=== Data listing ===

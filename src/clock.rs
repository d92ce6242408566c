//! Calendar sources for the copyright year.

use chrono::{Datelike, Local};

use crate::core::traits::Clock;

/// Reads the year from the local system calendar.
#[derive(Debug, Clone, Copy, Default)]
pub struct SystemClock;

impl Clock for SystemClock {
    fn current_year(&self) -> i32 {
        Local::now().year()
    }
}

/// Always reports the same year. Used for reproducible builds and tests.
#[derive(Debug, Clone, Copy, PartialEq, Eq)]
pub struct FixedClock(pub i32);

impl Clock for FixedClock {
    fn current_year(&self) -> i32 {
        self.0
    }
}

===

For this exercise, please copy exactly the lines from the one holding "builds and tests." through the end of the records, the first and last included.

[Task output]:
/// Always reports the same year. Used for reproducible builds and tests.
#[derive(Debug, Clone, Copy, PartialEq, Eq)]
pub struct FixedClock(pub i32);

impl Clock for FixedClock {
    fn current_year(&self) -> i32 {
        self.0
    }
}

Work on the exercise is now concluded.